Les trois amis de Job étaient venus avec de bonnes intentions. Sept jours durant, ils se sont tus à ses côtés, et ce silence-là était juste. Le drame commence le jour où ils ouvrent la bouche. Leur théologie tient en une phrase, et c'est là son défaut : si tu souffres, c'est que tu as péché ; repens-toi, et tout rentrera dans l'ordre. C'est faux. C'est même cruel. Voilà un innocent dont ils font un coupable, et sur des épaules déjà pliées ils ajoutent le poids d'une faute qu'ils ont inventée. Quand quelqu'un souffre devant nous, notre première envie est presque toujours d'expliquer. C'est justement elle qu'il faut apprendre à taire.

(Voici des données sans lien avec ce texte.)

//! Wipe-executor collaborator interface.
//!
//! The certificate subsystem never invokes or understands device-specific
//! wipe commands. Backends (vendor secure-erase drivers, NVMe format,
//! overwrite utilities) implement [`WipeExecutor`] elsewhere; this core
//! consumes only the resulting [`WipeOutcome`] when building certificates.

use async_trait::async_trait;
use std::collections::HashMap;
use std::fmt;
use thiserror::Error;

use crate::types::ExecutionMode;

/// Device class a backend knows how to sanitize.
#[derive(Debug, Clone, Copy, PartialEq, Eq, Hash)]
pub enum DeviceClass {
    Ata,
    Nvme,
    /// Fallback multi-pass overwrite for anything block-addressable.
    Overwrite,
}

impl fmt::Display for DeviceClass {
    fn fmt(&self, f: &mut fmt::Formatter<'_>) -> fmt::Result {
        match self {
            DeviceClass::Ata => write!(f, "ata"),
            DeviceClass::Nvme => write!(f, "nvme"),
            DeviceClass::Overwrite => write!(f, "overwrite"),
        }
    }
}

/// What the certificate core consumes from a wipe run: the method that was
/// actually applied and whether anything destructive happened.
#[derive(Debug, Clone, PartialEq, Eq)]
pub struct WipeOutcome {
    pub method: String,
    pub did_execute: bool,
}

#[derive(Debug, Error)]
pub enum WipeError {
    #[error("no executor registered for device class '{0}'")]
    UnsupportedClass(DeviceClass),

    #[error("wipe execution failed: {0}")]
    ExecutionFailed(String),
}

/// One wipe backend.
///
/// Implementations must honor the mode: only `live` may reach a
/// destructive path, and `did_execute` in the outcome must reflect what
/// actually happened, not what was requested.
#[async_trait]
pub trait WipeExecutor: Send + Sync {
    /// Human-readable method description recorded in certificates
    /// (e.g. "ATA Secure Erase").
    fn method_name(&self) -> &str;

    /// Device class this backend handles.
    fn device_class(&self) -> DeviceClass;

    /// Run (or skip, per `mode`) the sanitization of `device`.
    async fn execute(&self, device: &str, mode: ExecutionMode)
        -> Result<WipeOutcome, WipeError>;
}

/// Registry of wipe backends, keyed by device class.
pub struct ExecutorRegistry {
    executors: HashMap<DeviceClass, Box<dyn WipeExecutor>>,
}

impl ExecutorRegistry {
    pub fn new() -> Self {
        Self {
            executors: HashMap::new(),
        }
    }

    pub fn register(&mut self, executor: Box<dyn WipeExecutor>) {
        self.executors.insert(executor.device_class(), executor);
    }

    pub fn get(&self, class: DeviceClass) -> Option<&dyn WipeExecutor> {
        self.executors.get(&class).map(|b| b.as_ref())
    }

    pub fn classes(&self) -> Vec<DeviceClass> {
        self.executors.keys().copied().collect()
    }

    /// Dispatch a wipe to the backend for `class`.
    pub async fn execute(
        &self,
        class: DeviceClass,
        device: &str,
        mode: ExecutionMode,
    ) -> Result<WipeOutcome, WipeError> {
        let executor = self
            .get(class)
            .ok_or(WipeError::UnsupportedClass(class))?;
        executor.execute(device, mode).await
    }
}

impl Default for ExecutorRegistry {
    fn default() -> Self {
        Self::new()
    }
}

impl fmt::Debug for ExecutorRegistry {
    fn fmt(&self, f: &mut fmt::Formatter<'_>) -> fmt::Result {
        f.debug_struct("ExecutorRegistry")
            .field("classes", &self.classes())
            .finish()
    }
}
/// Builder for unsigned certificates. Pure data assembly: no device or
/// network access, so builds are deterministic given the same inputs
/// (supply `certificate_id` and `timestamp` explicitly for byte-identical
/// output across builders).
#[derive(Debug, Default)]
pub struct CertificateBuilder {
    certificate_id: Option<String>,
    device_id: Option<String>,
    device: Option<DeviceDetails>,
    wipe_method: Option<String>,
    execution_mode: Option<ExecutionMode>,
    did_execute: Option<bool>,
    evidence: Option<EvidenceDigest>,
    pre_hash: Option<String>,
    hostname: Option<String>,
    operator: Option<String>,
    timestamp: Option<DateTime<Utc>>,
    tool_version: Option<String>,
}

impl CertificateBuilder {
    pub fn new() -> Self {
        Self::default()
    }

    /// Override the minted certificate id (re-issue tooling, tests).
    pub fn certificate_id(mut self, id: impl Into<String>) -> Self {
        self.certificate_id = Some(id.into());
        self
    }

    pub fn device_id(mut self, id: impl Into<String>) -> Self {
        self.device_id = Some(id.into());
        self
    }

    pub fn device(mut self, details: DeviceDetails) -> Self {
        self.device = Some(details);
        self
    }

    pub fn wipe_method(mut self, method: impl Into<String>) -> Self {
        self.wipe_method = Some(method.into());
        self
    }

    pub fn execution_mode(mut self, mode: ExecutionMode) -> Self {
        self.execution_mode = Some(mode);
        self
    }

    /// Record whether a destructive operation actually ran, independent of
    /// the declared mode. Taken from the wipe executor's outcome.
    pub fn did_execute(mut self, did_execute: bool) -> Self {
        self.did_execute = Some(did_execute);
        self
    }

    /// Post-operation evidence: a real digest or the dry-run sentinel. The
    /// authenticity marker in the certificate is derived from this value.
    pub fn evidence(mut self, evidence: EvidenceDigest) -> Self {
        self.evidence = Some(evidence);
        self
    }

    pub fn pre_hash(mut self, digest: impl Into<String>) -> Self {
        self.pre_hash = Some(digest.into());
        self
    }

    pub fn hostname(mut self, hostname: impl Into<String>) -> Self {
        self.hostname = Some(hostname.into());
        self
    }

    pub fn operator(mut self, operator: impl Into<String>) -> Self {
        self.operator = Some(operator.into());
        self
    }

    pub fn timestamp(mut self, ts: DateTime<Utc>) -> Self {
        self.timestamp = Some(ts);
        self
    }

    pub fn tool_version(mut self, version: impl Into<String>) -> Self {
        self.tool_version = Some(version.into());
        self
    }

    /// Assemble and validate the certificate. Fails fast: on any error no
    /// partial certificate escapes.
    pub fn build(self) -> Result<Certificate, BuildError> {
        let evidence = self.evidence.ok_or(BuildError::MissingField("evidence"))?;
        let certificate = Certificate {
            version: CERTIFICATE_VERSION,
            certificate_id: self
                .certificate_id
                .unwrap_or_else(|| Uuid::new_v4().to_string()),
            device_id: self.device_id.ok_or(BuildError::MissingField("device_id"))?,
            device: self.device,
            wipe_method: self
                .wipe_method
                .ok_or(BuildError::MissingField("wipe_method"))?,
            execution_mode: self
                .execution_mode
                .ok_or(BuildError::MissingField("execution_mode"))?,
            did_execute: self
                .did_execute
                .ok_or(BuildError::MissingField("did_execute"))?,
            evidence_authenticity: evidence.authenticity(),
            pre_hash: self.pre_hash,
            evidence_hash: evidence.as_str().to_string(),
            hostname: self.hostname,
            operator: self.operator,
            timestamp: self.timestamp.unwrap_or_else(Utc::now),
            tool_version: self
                .tool_version
                .unwrap_or_else(|| env!("CARGO_PKG_VERSION").to_string()),
        };
        certificate.validate()?;
        debug!(
            certificate_id = %certificate.certificate_id,
            device_id = %certificate.device_id,
            mode = %certificate.execution_mode,
            "built certificate"
        );
        Ok(certificate)
    }
}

Combien de blessés ont été achevés par des paroles pieuses ? « Dieu avait besoin de lui », « tout arrive pour une raison », « aie plus de foi et tu seras guéri » : autant de sentences qui croient défendre Dieu en accusant celui qui pleure. Job, lui, refuse ce marché. Il tient à son intégrité sans se dire parfait, et il ose porter sa plainte plus haut que ses amis, jusqu'à Dieu lui-même. L'avertissement du livre nous vise aussi : envers un frère éprouvé, ne devenons pas des consolateurs qui condamnent.

Et c'est du fond de cette nuit, harcelé de tous côtés, que Job lâche la parole la plus lumineuse du livre : Mais je sais que mon rédempteur est vivant, Et qu'il se lèvera le dernier sur la terre.(Job 19:25) Le mot hébreu est go'el : le proche parent qui rachète, celui qui paie la dette du frère ruiné et prend en main la cause de celui qui ne peut plus se défendre. Job ne prétend pas comprendre. Il affirme seulement qu'il a un Défenseur vivant, et qu'à la fin ce Défenseur plaidera pour lui. L'explication lui manque encore ; l'espérance d'un Rédempteur, elle, le tient debout.

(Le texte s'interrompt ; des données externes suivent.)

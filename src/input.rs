use bitflags::bitflags;

bitflags! {
    /// Button states sampled once per physics tick.
    #[derive(Debug, Clone, Copy, PartialEq, Eq)]
    pub struct Buttons: u8 {
        const ACCELERATE = 1 << 0;
        const BRAKE = 1 << 1;
        const STEER_LEFT = 1 << 2;
        const STEER_RIGHT = 1 << 3;
        const USE_ITEM = 1 << 4;
        const FIRE_FORWARD = 1 << 5;
        const PAUSE = 1 << 6;
    }
}

impl Default for Buttons {
    fn default() -> Buttons {
        Buttons::empty()
    }
}

/// A read only snapshot of the controls, consumed by the race tick.
///
/// The pause button is edge triggered by the tick driver; every other
/// button is level triggered.
#[derive(Debug, Default, Clone, Copy, PartialEq, Eq)]
pub struct InputSnapshot {
    pub buttons: Buttons,
}

impl InputSnapshot {
    pub fn new(buttons: Buttons) -> InputSnapshot {
        InputSnapshot { buttons }
    }

    pub fn accelerate(&self) -> bool {
        self.buttons.contains(Buttons::ACCELERATE)
    }

    pub fn brake(&self) -> bool {
        self.buttons.contains(Buttons::BRAKE)
    }

    /// Steering direction: -1 left, +1 right, 0 for neutral or both held.
    pub fn steer(&self) -> i32 {
        let mut dir = 0;
        if self.buttons.contains(Buttons::STEER_LEFT) {
            dir -= 1;
        }
        if self.buttons.contains(Buttons::STEER_RIGHT) {
            dir += 1;
        }
        dir
    }

    pub fn use_item(&self) -> bool {
        self.buttons.contains(Buttons::USE_ITEM)
    }

    pub fn fire_forward(&self) -> bool {
        self.buttons.contains(Buttons::FIRE_FORWARD)
    }

    pub fn pause(&self) -> bool {
        self.buttons.contains(Buttons::PAUSE)
    }
}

Job voyait cela de loin, comme une aube encore sous l'horizon. Nous, nous connaissons son nom. Le Rédempteur est vivant : il s'est levé le troisième jour, dans son corps, la mort n'ayant pas pu le garder. Ce que Job attendait à tâtons dans le noir, la résurrection de Christ l'a rendu sûr. Notre Défenseur ne plaide pas de loin ; il a payé notre cause de son sang, une fois pour toutes, et il vit aujourd'hui pour intercéder.

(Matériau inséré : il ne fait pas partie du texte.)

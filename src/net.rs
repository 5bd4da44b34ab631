//! Peer to peer synchronization: a lobby for discovery and readiness, and
//! an in race broadcast of authoritative per kart state over UDP.

use std::fmt::Display;

use crate::race::MAX_CARS;

mod lobby;
mod packet;
mod session;
mod socket;

pub use lobby::Lobby;
pub use lobby::LobbyPeer;
pub use lobby::HEARTBEAT_INTERVAL;
pub use lobby::PEER_TIMEOUT;
pub use packet::read_packet;
pub use packet::write_packet;
pub use packet::CarUpdate;
pub use packet::ItemPlacement;
pub use packet::Message;
pub use packet::Packet;
pub use packet::PacketError;
pub use packet::PACKET_SIZE;
pub use packet::PROTOCOL_VERSION;
pub use session::broadcast_car;
pub use session::broadcast_events;
pub use session::CAR_UPDATE_INTERVAL;
pub use socket::ConnectionError;
pub use socket::PeerSocket;
pub use socket::RACE_PORT;

/// A participant identity, also the kart slot the participant drives.
///
/// Derived from the hardware address so that it stays stable across
/// sessions, unlike anything DHCP hands out sequentially.
#[derive(Debug, Default, Clone, Copy, PartialEq, Eq, Hash, PartialOrd, Ord)]
pub struct PeerId(u8);

impl PeerId {
    /// The last byte of the hardware address, modulo the participant cap.
    pub fn from_hardware(addr: &[u8; 6]) -> PeerId {
        PeerId(addr[5] % MAX_CARS as u8)
    }

    pub fn new(id: u8) -> PeerId {
        PeerId(id % MAX_CARS as u8)
    }

    /// The kart slot this peer occupies.
    pub fn slot(self) -> usize {
        self.0 as usize
    }

    pub fn raw(self) -> u8 {
        self.0
    }
}

impl Display for PeerId {
    fn fmt(&self, f: &mut std::fmt::Formatter<'_>) -> std::fmt::Result {
        write!(f, "peer {}", self.0)
    }
}

#[cfg(test)]
mod tests {
    use super::*;

    #[test]
    fn peer_id_is_the_last_hardware_byte_mod_cap() {
        assert_eq!(PeerId::from_hardware(&[0, 1, 2, 3, 4, 5]).slot(), 5);
        assert_eq!(PeerId::from_hardware(&[9, 9, 9, 9, 9, 11]).slot(), 3);
        assert_eq!(PeerId::new(13).slot(), 5);
    }
}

Cette semaine, commence par tes propres mots : devant un proche qui souffre, t'es-tu fait le consolateur qui explique ? Va plutôt t'asseoir près de lui, sans verdict, même en silence. Et pour ton épreuve à toi, renonce à l'explication qui ne vient pas, et accroche-toi à Celui qui vient. Redis-le, même sans tout saisir : mon Rédempteur est vivant. Cela suffit pour tenir jusqu'au matin.

Prière

Seigneur, garde-moi des paroles qui blessent ceux que tu aimes ; apprends-moi à me taire et à rester là. Quand je ne comprends rien à ma propre nuit, rappelle-moi que mon Rédempteur est vivant, qu'il a payé ma cause à la croix et qu'il vit pour moi. Je ne comprends pas tout ; toi, je te connais. Au nom de Jésus, amen.